Per la terza volta dunque la Cassazione si dovrà occupare di quell’ormai famoso compressore bruciacchiato dalle bottiglie molotov che nel teorema Caselli, procuratore all’epoca dei fatti, era diventato una sorta di rapimento Moro del terzo millennio.
Gli imputati e le parti civili che impugnano sentenze sfavorevoli lo fanno pagando di tasca loro, la pubblica accusa no. A pagare le spese siamo infatti noi contribuenti e questo vale anche per i ricorsi “a schiovere” come dicono a Napoli.
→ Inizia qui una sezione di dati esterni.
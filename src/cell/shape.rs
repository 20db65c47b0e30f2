//! Interpolation functions of the supported cell kinds, expressed in local coordinates.
//!
//! Every kind is parameterized over `[0, 1]` along each local axis: tetrahedra over the unit
//! simplex, prisms over the unit triangle times `[0, 1]`, hexahedra and pyramids over the unit
//! cube (a pyramid being a hexahedron whose top face collapses onto the apex).

use rand::Rng;
use smallvec::SmallVec;

use crate::geometry::Point3;
use crate::mesh::CellType;

/// Interpolation weights, one per node.
pub(crate) type Weights = SmallVec<[f64; 20]>;

/// Partial derivatives of the interpolation functions along the three local axes, one per node.
pub(crate) type Gradients = SmallVec<[Point3; 20]>;

const TETRAHEDRON_NODES: [Point3; 10] = [
    [0., 0., 0.],
    [1., 0., 0.],
    [0., 1., 0.],
    [0., 0., 1.],
    [0.5, 0., 0.],
    [0.5, 0.5, 0.],
    [0., 0.5, 0.],
    [0., 0., 0.5],
    [0.5, 0., 0.5],
    [0., 0.5, 0.5],
];

const HEXAHEDRON_NODES: [Point3; 20] = [
    [0., 0., 0.],
    [1., 0., 0.],
    [1., 1., 0.],
    [0., 1., 0.],
    [0., 0., 1.],
    [1., 0., 1.],
    [1., 1., 1.],
    [0., 1., 1.],
    [0.5, 0., 0.],
    [1., 0.5, 0.],
    [0.5, 1., 0.],
    [0., 0.5, 0.],
    [0.5, 0., 1.],
    [1., 0.5, 1.],
    [0.5, 1., 1.],
    [0., 0.5, 1.],
    [0., 0., 0.5],
    [1., 0., 0.5],
    [1., 1., 0.5],
    [0., 1., 0.5],
];

const PYRAMID_NODES: [Point3; 5] = [
    [0., 0., 0.],
    [1., 0., 0.],
    [1., 1., 0.],
    [0., 1., 0.],
    [0.5, 0.5, 1.],
];

const PRISM_NODES: [Point3; 6] = [
    [0., 0., 0.],
    [1., 0., 0.],
    [0., 1., 0.],
    [0., 0., 1.],
    [1., 0., 1.],
    [0., 1., 1.],
];

// Corner pairs of the mid-edge nodes of a quadratic tetrahedron.
const TETRAHEDRON_EDGES: [[usize; 2]; 6] = [[0, 1], [1, 2], [2, 0], [0, 3], [1, 3], [2, 3]];

/// The local coordinates of the nodes of a cell of kind `cell_type`.
pub(crate) fn local_nodes(cell_type: CellType) -> &'static [Point3] {
    match cell_type {
        CellType::Point => &TETRAHEDRON_NODES[..1],
        CellType::Tetrahedron => &TETRAHEDRON_NODES[..4],
        CellType::QuadraticTetrahedron => &TETRAHEDRON_NODES,
        CellType::Hexahedron => &HEXAHEDRON_NODES[..8],
        CellType::QuadraticHexahedron => &HEXAHEDRON_NODES,
        CellType::Pyramid => &PYRAMID_NODES,
        CellType::Prism => &PRISM_NODES,
    }
}

/// A point well inside the local domain, used as the starting guess of the inversion.
pub(crate) fn local_center(cell_type: CellType) -> Point3 {
    match cell_type {
        CellType::Point => [0.; 3],
        CellType::Tetrahedron | CellType::QuadraticTetrahedron => [0.25; 3],
        CellType::Hexahedron | CellType::QuadraticHexahedron => [0.5; 3],
        CellType::Pyramid => [0.5, 0.5, 0.25],
        CellType::Prism => [1. / 3., 1. / 3., 0.5],
    }
}

pub(crate) fn weights(cell_type: CellType, local: Point3) -> Weights {
    let [x, y, z] = local;
    match cell_type {
        CellType::Point => Weights::from_slice(&[1.]),
        CellType::Tetrahedron => Weights::from_slice(&barycentric(local)),
        CellType::QuadraticTetrahedron => {
            let l = barycentric(local);
            let corners = l.iter().map(|&li| li * (2. * li - 1.));
            let edges = TETRAHEDRON_EDGES.iter().map(|&[a, b]| 4. * l[a] * l[b]);
            corners.chain(edges).collect()
        }
        CellType::Hexahedron => HEXAHEDRON_NODES[..8]
            .iter()
            .map(|node| (0..3).map(|d| linear(node[d], local[d])).product())
            .collect(),
        CellType::QuadraticHexahedron => HEXAHEDRON_NODES
            .iter()
            .map(|node| serendipity(node, local).0)
            .collect(),
        CellType::Pyramid => {
            let mut w: Weights = PYRAMID_NODES[..4]
                .iter()
                .map(|node| linear(node[0], x) * linear(node[1], y) * (1. - z))
                .collect();
            w.push(z);
            w
        }
        CellType::Prism => {
            let t = [1. - x - y, x, y];
            let mut w: Weights = t.iter().map(|ti| ti * (1. - z)).collect();
            w.extend(t.iter().map(|ti| ti * z));
            w
        }
    }
}

pub(crate) fn gradients(cell_type: CellType, local: Point3) -> Gradients {
    let [x, y, z] = local;
    match cell_type {
        CellType::Point => Gradients::from_slice(&[[0.; 3]]),
        CellType::Tetrahedron => Gradients::from_slice(&BARYCENTRIC_GRADIENTS),
        CellType::QuadraticTetrahedron => {
            let l = barycentric(local);
            let dl = BARYCENTRIC_GRADIENTS;
            let corners = (0..4).map(|i| dl[i].map(|g| (4. * l[i] - 1.) * g));
            let edges = TETRAHEDRON_EDGES
                .iter()
                .map(|&[a, b]| [0, 1, 2].map(|d| 4. * (l[a] * dl[b][d] + l[b] * dl[a][d])));
            corners.chain(edges).collect()
        }
        CellType::Hexahedron => HEXAHEDRON_NODES[..8]
            .iter()
            .map(|node| {
                let f = [0, 1, 2].map(|d| linear(node[d], local[d]));
                let df = [0, 1, 2].map(|d| linear_slope(node[d]));
                [df[0] * f[1] * f[2], f[0] * df[1] * f[2], f[0] * f[1] * df[2]]
            })
            .collect(),
        CellType::QuadraticHexahedron => HEXAHEDRON_NODES
            .iter()
            .map(|node| serendipity(node, local).1)
            .collect(),
        CellType::Pyramid => {
            let mut g: Gradients = PYRAMID_NODES[..4]
                .iter()
                .map(|node| {
                    let (fx, fy) = (linear(node[0], x), linear(node[1], y));
                    let (dfx, dfy) = (linear_slope(node[0]), linear_slope(node[1]));
                    [dfx * fy * (1. - z), fx * dfy * (1. - z), -fx * fy]
                })
                .collect();
            g.push([0., 0., 1.]);
            g
        }
        CellType::Prism => {
            let t = [1. - x - y, x, y];
            let dt = [[-1., -1.], [1., 0.], [0., 1.]];
            let mut g: Gradients = (0..3)
                .map(|i| [dt[i][0] * (1. - z), dt[i][1] * (1. - z), -t[i]])
                .collect();
            g.extend((0..3).map(|i| [dt[i][0] * z, dt[i][1] * z, t[i]]));
            g
        }
    }
}

/// Returns `true` if `local` lies in the local domain of `cell_type`, up to `tolerance`.
pub(crate) fn contains_local(cell_type: CellType, local: Point3, tolerance: f64) -> bool {
    let [x, y, z] = local;
    let in_unit = |v: f64| v >= -tolerance && v <= 1. + tolerance;
    match cell_type {
        CellType::Point => local.iter().all(|v| v.abs() <= tolerance),
        CellType::Tetrahedron | CellType::QuadraticTetrahedron => {
            local.iter().all(|&v| v >= -tolerance) && x + y + z <= 1. + tolerance
        }
        CellType::Hexahedron | CellType::QuadraticHexahedron | CellType::Pyramid => {
            local.iter().all(|&v| in_unit(v))
        }
        CellType::Prism => x >= -tolerance && y >= -tolerance && x + y <= 1. + tolerance && in_unit(z),
    }
}

/// The smallest slack of the local constraints of `cell_type` at `local`, i.e. how deep inside
/// its local domain the point lies. Negative outside.
pub(crate) fn boundary_slack(cell_type: CellType, local: Point3) -> f64 {
    let [x, y, z] = local;
    match cell_type {
        CellType::Point => 0.,
        CellType::Tetrahedron | CellType::QuadraticTetrahedron => {
            x.min(y).min(z).min(1. - x - y - z)
        }
        CellType::Hexahedron | CellType::QuadraticHexahedron | CellType::Pyramid => local
            .iter()
            .fold(f64::INFINITY, |slack, &v| slack.min(v).min(1. - v)),
        CellType::Prism => x.min(y).min(1. - x - y).min(z).min(1. - z),
    }
}

/// Draws a point of the local domain of `cell_type`, uniformly for the simplex, the prism and
/// the cube.
pub(crate) fn random_local<R: Rng>(cell_type: CellType, rng: &mut R) -> Point3 {
    match cell_type {
        CellType::Point => [0.; 3],
        CellType::Tetrahedron | CellType::QuadraticTetrahedron => {
            let (mut s, mut t, mut u): (f64, f64, f64) = rng.gen();
            // Fold the unit cube onto the unit simplex
            if s + t > 1. {
                s = 1. - s;
                t = 1. - t;
            }
            if t + u > 1. {
                let tmp = u;
                u = 1. - s - t;
                t = 1. - tmp;
            } else if s + t + u > 1. {
                let tmp = u;
                u = s + t + u - 1.;
                s = 1. - t - tmp;
            }
            [s, t, u]
        }
        CellType::Prism => {
            let (mut x, mut y, z): (f64, f64, f64) = rng.gen();
            if x + y > 1. {
                x = 1. - x;
                y = 1. - y;
            }
            [x, y, z]
        }
        CellType::Hexahedron | CellType::QuadraticHexahedron | CellType::Pyramid => rng.gen(),
    }
}

const BARYCENTRIC_GRADIENTS: [Point3; 4] = [
    [-1., -1., -1.],
    [1., 0., 0.],
    [0., 1., 0.],
    [0., 0., 1.],
];

fn barycentric([x, y, z]: Point3) -> [f64; 4] {
    [1. - x - y - z, x, y, z]
}

// Linear factor of a node sitting at `node` (0 or 1) along one local axis.
fn linear(node: f64, v: f64) -> f64 {
    if node > 0.5 {
        v
    } else {
        1. - v
    }
}

fn linear_slope(node: f64) -> f64 {
    if node > 0.5 {
        1.
    } else {
        -1.
    }
}

// 20-node serendipity function of the node at `node` and its gradient, evaluated on
// `xi = 2 * local - 1` so that the reference cube is `[-1, 1]^3`.
fn serendipity(node: &Point3, local: Point3) -> (f64, Point3) {
    let s = node.map(|n| 2. * n - 1.);
    let xi = local.map(|v| 2. * v - 1.);
    let f = [0, 1, 2].map(|d| 1. + s[d] * xi[d]);

    let (value, grad) = match s.iter().position(|&sd| sd == 0.) {
        // Corner node
        None => {
            let q = s[0] * xi[0] + s[1] * xi[1] + s[2] * xi[2] - 2.;
            let value = f[0] * f[1] * f[2] * q / 8.;
            let grad = [
                s[0] * f[1] * f[2] * (q + f[0]) / 8.,
                s[1] * f[0] * f[2] * (q + f[1]) / 8.,
                s[2] * f[0] * f[1] * (q + f[2]) / 8.,
            ];
            (value, grad)
        }
        // Mid-edge node, the edge running along axis `a`
        Some(a) => {
            let (b, c) = ((a + 1) % 3, (a + 2) % 3);
            let bubble = 1. - xi[a] * xi[a];
            let value = bubble * f[b] * f[c] / 4.;
            let mut grad = [0.; 3];
            grad[a] = -2. * xi[a] * f[b] * f[c] / 4.;
            grad[b] = bubble * s[b] * f[c] / 4.;
            grad[c] = bubble * f[b] * s[c] / 4.;
            (value, grad)
        }
    };
    // d(xi)/d(local) = 2
    (value, grad.map(|g| 2. * g))
}

#[cfg(test)]
mod tests {
    use rand::SeedableRng;
    use rand_chacha::ChaCha8Rng;
    use rstest::rstest;

    use super::*;

    const ALL_KINDS: [CellType; 7] = [
        CellType::Point,
        CellType::Tetrahedron,
        CellType::QuadraticTetrahedron,
        CellType::Hexahedron,
        CellType::QuadraticHexahedron,
        CellType::Pyramid,
        CellType::Prism,
    ];

    #[test]
    fn node_counts_match_cell_types() {
        for cell_type in ALL_KINDS {
            let n = cell_type.node_count();
            let local = local_center(cell_type);

            assert_eq!(local_nodes(cell_type).len(), n, "{}", cell_type);
            assert_eq!(weights(cell_type, local).len(), n, "{}", cell_type);
            assert_eq!(gradients(cell_type, local).len(), n, "{}", cell_type);
        }
    }

    #[rstest]
    fn partition_of_unity(
        #[values(
            CellType::Tetrahedron,
            CellType::QuadraticTetrahedron,
            CellType::Hexahedron,
            CellType::QuadraticHexahedron,
            CellType::Pyramid,
            CellType::Prism
        )]
        cell_type: CellType,
    ) {
        let mut rng = ChaCha8Rng::seed_from_u64(1234);
        for _ in 0..50 {
            let local = random_local(cell_type, &mut rng);

            let sum: f64 = weights(cell_type, local).iter().sum();
            let grad_sum = gradients(cell_type, local)
                .iter()
                .fold([0.; 3], |acc, g| [acc[0] + g[0], acc[1] + g[1], acc[2] + g[2]]);

            assert!((sum - 1.).abs() < 1e-12, "{}: {}", cell_type, sum);
            for g in grad_sum {
                assert!(g.abs() < 1e-12, "{}: {:?}", cell_type, grad_sum);
            }
        }
    }

    #[rstest]
    fn weights_reproduce_nodes(
        #[values(
            CellType::Tetrahedron,
            CellType::QuadraticTetrahedron,
            CellType::Hexahedron,
            CellType::QuadraticHexahedron,
            CellType::Pyramid,
            CellType::Prism
        )]
        cell_type: CellType,
    ) {
        for (i, &node) in local_nodes(cell_type).iter().enumerate() {
            let w = weights(cell_type, node);
            for (j, wj) in w.iter().enumerate() {
                let expected = if i == j { 1. } else { 0. };
                assert!(
                    (wj - expected).abs() < 1e-12,
                    "{}: weight {} at node {} is {}",
                    cell_type,
                    j,
                    i,
                    wj
                );
            }
        }
    }

    #[rstest]
    fn gradients_match_finite_differences(
        #[values(
            CellType::QuadraticTetrahedron,
            CellType::Hexahedron,
            CellType::QuadraticHexahedron,
            CellType::Pyramid,
            CellType::Prism
        )]
        cell_type: CellType,
    ) {
        let h = 1e-6;
        let local = [0.2, 0.3, 0.15];
        let grads = gradients(cell_type, local);

        for d in 0..3 {
            let mut forward = local;
            let mut backward = local;
            forward[d] += h;
            backward[d] -= h;
            let wf = weights(cell_type, forward);
            let wb = weights(cell_type, backward);
            for i in 0..cell_type.node_count() {
                let fd = (wf[i] - wb[i]) / (2. * h);
                assert!(
                    (fd - grads[i][d]).abs() < 1e-6,
                    "{}: node {} axis {}",
                    cell_type,
                    i,
                    d
                );
            }
        }
    }

    #[test]
    fn random_samples_are_inside() {
        let mut rng = ChaCha8Rng::seed_from_u64(42);
        for cell_type in ALL_KINDS {
            for _ in 0..200 {
                let local = random_local(cell_type, &mut rng);
                assert!(contains_local(cell_type, local, 1e-12), "{}: {:?}", cell_type, local);
            }
        }
    }

    #[test]
    fn local_containment() {
        assert!(contains_local(CellType::Tetrahedron, [0.2, 0.2, 0.2], 0.));
        assert!(!contains_local(CellType::Tetrahedron, [0.5, 0.5, 0.5], 0.));
        assert!(contains_local(CellType::Tetrahedron, [0.5, 0.5, 1e-10], 1e-9));
        assert!(contains_local(CellType::Prism, [0.4, 0.4, 0.9], 0.));
        assert!(!contains_local(CellType::Prism, [0.6, 0.6, 0.5], 0.));
        assert!(contains_local(CellType::Hexahedron, [0.9, 0.9, 0.9], 0.));
        assert!(!contains_local(CellType::Pyramid, [0.5, 0.5, 1.1], 0.));
    }

    #[test]
    fn boundary_slack_is_the_distance_to_the_nearest_face() {
        assert!((boundary_slack(CellType::Tetrahedron, [0.25; 3]) - 0.25).abs() < 1e-15);
        assert_eq!(boundary_slack(CellType::Tetrahedron, [0.5, 0.5, 0.]), 0.);
        assert!(boundary_slack(CellType::Hexahedron, [0.5, 0.5, 1.2]) < 0.);
        assert!((boundary_slack(CellType::Prism, [0.2, 0.2, 0.9]) - 0.1).abs() < 1e-15);
        assert_eq!(boundary_slack(CellType::Point, [0.; 3]), 0.);
    }
}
A Roma, invece, spiegano che qualcuno è “de coccio” quando non capisce o non vuol capire. La procura generale di Torino sa benissimo che andrà incontro a un altro no secco in Cassazione, ma purtroppo i processi non si celebrano solo nelle aule. All’accusa il ricorso serve per continuare ad agitare nell’opinione pubblica quello spettro, “il terrorismo”, per ribadire il messaggio che non ci si può ribellare nemmeno davanti a un’opera utile esclusivamente a devastare un territorio una volta incontaminato e, ovviamente a far girare soldi. Tutto ciò nell’interesse di grandi aziende e delle banche che controllano direttamente o indirettamente i giornali, grandi sostenitori dell’affare alta velocità.
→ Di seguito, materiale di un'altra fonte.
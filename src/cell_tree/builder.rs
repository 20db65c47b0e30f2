use std::collections::VecDeque;

use crate::cell::LOCAL_TOLERANCE;
use crate::error::LocatorError;
use crate::geometry::BoundingBox;
use crate::mesh::VolumeMesh;

use super::{CellTree, Node};

const BUCKET_COUNT: usize = 6;

/// Parameters of the construction of a [`CellTree`].
#[derive(Debug, Clone, Copy, PartialEq, Eq)]
pub struct TreeConfig {
    /// Nodes with fewer cells than this are not split.
    pub leaf_size: usize,
    /// Trees deeper than this are rejected.
    pub max_depth: usize,
    /// Builds the two halves below the root on two threads.
    pub parallel: bool,
}

impl Default for TreeConfig {
    fn default() -> Self {
        Self {
            leaf_size: 8,
            max_depth: 32,
            parallel: false,
        }
    }
}

impl TreeConfig {
    pub fn with_leaf_size(mut self, leaf_size: usize) -> Self {
        self.leaf_size = leaf_size;
        self
    }

    pub fn with_max_depth(mut self, max_depth: usize) -> Self {
        self.max_depth = max_depth;
        self
    }

    pub fn with_parallel(mut self, parallel: bool) -> Self {
        self.parallel = parallel;
        self
    }
}

// The bounding box of a cell, along with its index in the mesh.
#[derive(Debug, Clone, Copy)]
struct PerCell {
    bbox: BoundingBox,
    index: usize,
}

impl PerCell {
    fn centroid(&self, dim: usize) -> f64 {
        0.5 * (self.bbox.min[dim] + self.bbox.max[dim])
    }
}

#[derive(Debug, Clone, Copy)]
struct Bucket {
    min: f64,
    max: f64,
    count: usize,
}

impl Default for Bucket {
    fn default() -> Self {
        Self {
            min: f64::MAX,
            max: -f64::MAX,
            count: 0,
        }
    }
}

impl Bucket {
    fn add(&mut self, min: f64, max: f64) {
        self.min = self.min.min(min);
        self.max = self.max.max(max);
        self.count += 1;
    }

    fn merge(&self, other: &Self) -> Self {
        Self {
            min: self.min.min(other.min),
            max: self.max.max(other.max),
            count: self.count + other.count,
        }
    }
}

// A split of a node: the axis, and the first cell of the right half.
#[derive(Debug, Clone, Copy)]
struct Split {
    dim: usize,
    mid: usize,
}

impl CellTree {
    /// Builds the cell tree of `mesh`.
    ///
    /// Fails if the resulting tree is deeper than [`TreeConfig::max_depth`].
    pub fn build(mesh: &VolumeMesh, config: &TreeConfig) -> Result<Self, LocatorError> {
        let mut cells: Vec<_> = (0..mesh.cell_count())
            .map(|index| PerCell {
                bbox: BoundingBox::of_cell(mesh, index),
                index,
            })
            .collect();
        let bounds = bounds_of(&cells);

        let nodes = if config.parallel {
            build_parallel(&mut cells, &bounds, config.leaf_size)
        } else {
            let mut builder = Builder::new(config.leaf_size);
            builder.split(0, &mut cells, 0, &bounds);
            breadth_first(&builder.nodes)
        };
        let leaves = cells.iter().map(|cell| cell.index).collect();
        let tolerance = LOCAL_TOLERANCE * bounds.extent().into_iter().fold(1., f64::max);
        let tree = Self::from_parts(nodes, leaves, tolerance);

        if tree.depth() > config.max_depth {
            return Err(LocatorError::TraversalDepthExceeded {
                depth: tree.depth(),
                max_depth: config.max_depth,
            });
        }
        let (internal, leaf_count) = tree.node_count();
        log::debug!(
            "Built a cell tree over {} cells: {} internal nodes, {} leaves, depth {}",
            tree.cell_count(),
            internal,
            leaf_count,
            tree.depth()
        );

        Ok(tree)
    }
}

// Accumulates nodes in pre-order, each split appending its two children at the end.
struct Builder {
    nodes: Vec<Node>,
    leaf_size: usize,
}

impl Builder {
    fn new(leaf_size: usize) -> Self {
        Self {
            nodes: vec![Node::Leaf { start: 0, size: 0 }],
            leaf_size,
        }
    }

    fn split(&mut self, node: usize, cells: &mut [PerCell], start: usize, bounds: &BoundingBox) {
        self.nodes[node] = Node::Leaf {
            start,
            size: cells.len(),
        };
        let Some(Split { dim, mid }) = choose_split(cells, bounds, self.leaf_size) else {
            return;
        };

        let (left, right) = cells.split_at_mut(mid);
        let (left_bounds, right_bounds) = (bounds_of(left), bounds_of(right));
        let children = self.nodes.len();
        self.nodes.push(Node::Leaf { start, size: mid });
        self.nodes.push(Node::Leaf {
            start: start + mid,
            size: right.len(),
        });
        self.nodes[node] = Node::Internal {
            dim,
            children,
            lmax: left_bounds.max[dim],
            rmin: right_bounds.min[dim],
        };

        self.split(children, left, start, &left_bounds);
        self.split(children + 1, right, start + mid, &right_bounds);
    }
}

// Splits the root once, then builds each half on its own thread and merges the two sub-trees.
fn build_parallel(cells: &mut [PerCell], bounds: &BoundingBox, leaf_size: usize) -> Vec<Node> {
    let Some(Split { dim, mid }) = choose_split(cells, bounds, leaf_size) else {
        return vec![Node::Leaf {
            start: 0,
            size: cells.len(),
        }];
    };

    let (left, right) = cells.split_at_mut(mid);
    let (left_bounds, right_bounds) = (bounds_of(left), bounds_of(right));
    let root = Node::Internal {
        dim,
        children: 1,
        lmax: left_bounds.max[dim],
        rmin: right_bounds.min[dim],
    };
    let build_half = |half: &mut [PerCell], bounds: &BoundingBox| {
        let mut builder = Builder::new(leaf_size);
        builder.split(0, half, 0, bounds);
        builder.nodes
    };
    let (left_nodes, right_nodes) = rayon::join(
        || build_half(left, &left_bounds),
        || build_half(right, &right_bounds),
    );

    merge(root, &left_nodes, &right_nodes, mid)
}

// Lays out the two sub-trees breadth-first below `root`, as if they had been built in one go.
fn merge(root: Node, left: &[Node], right: &[Node], left_cell_count: usize) -> Vec<Node> {
    let mut nodes = Vec::with_capacity(1 + left.len() + right.len());
    // `true` for the nodes coming from the right sub-tree
    let mut from_right = Vec::with_capacity(nodes.capacity());
    nodes.push(root);
    from_right.push(false);

    let mut queue = VecDeque::from([(false, 0), (true, 0)]);
    let mut next = 3;
    while let Some((is_right, idx)) = queue.pop_front() {
        let half = if is_right { right } else { left };
        let node = match half[idx] {
            Node::Internal {
                dim,
                children,
                lmax,
                rmin,
            } => {
                queue.push_back((is_right, children));
                queue.push_back((is_right, children + 1));
                next += 2;
                Node::Internal {
                    dim,
                    children: next - 2,
                    lmax,
                    rmin,
                }
            }
            leaf => leaf,
        };
        nodes.push(node);
        from_right.push(is_right);
    }

    for (node, _) in nodes.iter_mut().zip(from_right).filter(|(_, right)| *right) {
        if let Node::Leaf { start, .. } = node {
            *start += left_cell_count;
        }
    }
    nodes
}

// Re-lays out a pre-order node array breadth-first.
fn breadth_first(pre_order: &[Node]) -> Vec<Node> {
    let mut nodes = Vec::with_capacity(pre_order.len());
    let mut queue = VecDeque::from([0]);
    let mut next = 1;
    while let Some(idx) = queue.pop_front() {
        let node = match pre_order[idx] {
            Node::Internal {
                dim,
                children,
                lmax,
                rmin,
            } => {
                queue.push_back(children);
                queue.push_back(children + 1);
                next += 2;
                Node::Internal {
                    dim,
                    children: next - 2,
                    lmax,
                    rmin,
                }
            }
            leaf => leaf,
        };
        nodes.push(node);
    }
    nodes
}

fn bounds_of(cells: &[PerCell]) -> BoundingBox {
    cells.iter().fold(BoundingBox::empty(), |mut bounds, cell| {
        bounds.extend(&cell.bbox);
        bounds
    })
}

// Chooses how to split `cells` and reorders them accordingly.
//
// Returns `None` if the node should stay a leaf.
fn choose_split(cells: &mut [PerCell], bounds: &BoundingBox, leaf_size: usize) -> Option<Split> {
    let n = cells.len();
    if n < 2 || n < leaf_size {
        return None;
    }

    if let Some((dim, plane)) = best_plane(cells, bounds) {
        let bucket = |cell: &PerCell| bucket_index(cell.centroid(dim), bounds, dim);
        let (mut left, right): (Vec<_>, Vec<_>) =
            cells.iter().copied().partition(|cell| bucket(cell) < plane);
        let mid = left.len();
        if mid > 0 && mid < n {
            left.extend(right);
            cells.copy_from_slice(&left);
            return Some(Split { dim, mid });
        }
    }

    // Median split along the largest extent
    let extent = bounds.extent();
    let dim = (0..3)
        .max_by(|&a, &b| extent[a].total_cmp(&extent[b]))
        .unwrap_or(0);
    let mid = n / 2;
    cells.select_nth_unstable_by(mid, |a, b| a.centroid(dim).total_cmp(&b.centroid(dim)));
    Some(Split { dim, mid })
}

// Finds the cheapest split plane over the bucket boundaries of the three axes, as the axis and
// the index of the first bucket of the right half.
fn best_plane(cells: &[PerCell], bounds: &BoundingBox) -> Option<(usize, usize)> {
    let extent = bounds.extent();
    let mut best: Option<(f64, usize, usize)> = None;

    for dim in 0..3 {
        if !(extent[dim] > 0.) {
            continue;
        }
        let mut buckets = [Bucket::default(); BUCKET_COUNT];
        for cell in cells {
            let b = bucket_index(cell.centroid(dim), bounds, dim);
            buckets[b].add(cell.bbox.min[dim], cell.bbox.max[dim]);
        }

        for plane in 1..BUCKET_COUNT {
            let left = buckets[..plane]
                .iter()
                .fold(Bucket::default(), |acc, b| acc.merge(b));
            let right = buckets[plane..]
                .iter()
                .fold(Bucket::default(), |acc, b| acc.merge(b));
            if left.count == 0 || right.count == 0 {
                continue;
            }
            let covered = |b: &Bucket| (b.max - b.min) / extent[dim];
            let cost = covered(&left) * left.count as f64 + covered(&right) * right.count as f64;
            if best.map_or(true, |(best_cost, ..)| cost < best_cost) {
                best = Some((cost, dim, plane));
            }
        }
    }

    best.map(|(_, dim, plane)| (dim, plane))
}

fn bucket_index(centroid: f64, bounds: &BoundingBox, dim: usize) -> usize {
    let extent = bounds.max[dim] - bounds.min[dim];
    if !(extent > 0.) {
        return 0;
    }
    let b = ((centroid - bounds.min[dim]) / extent * BUCKET_COUNT as f64).floor();
    // Negative and NaN values saturate to 0
    (b as usize).min(BUCKET_COUNT - 1)
}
Siamo alle prese con una storia infinita. L’imputazione di terrorismo è servita, nonostante le bocciature giuridiche, a indebolire, fiaccare, criminalizzandolo, l’unico movimento radicato sul territorio degli ultimi anni in Italia. Ed è per questa ragione che la procura generale di Torino ha deciso di andare avanti per la sua strada come se niente fosse accaduto. E’ la magistratura che fa politica, ma in questo caso di garantisti in giro se ne vedono davvero pochi. Qui magistratura e politica vanno a braccetto. Anche perché sugli appalti dell’alta velocità in Val Susa nessun fascicolo è stato aperto. Una sorta di “isola felice in un’economia corrotta”. (frank cimini)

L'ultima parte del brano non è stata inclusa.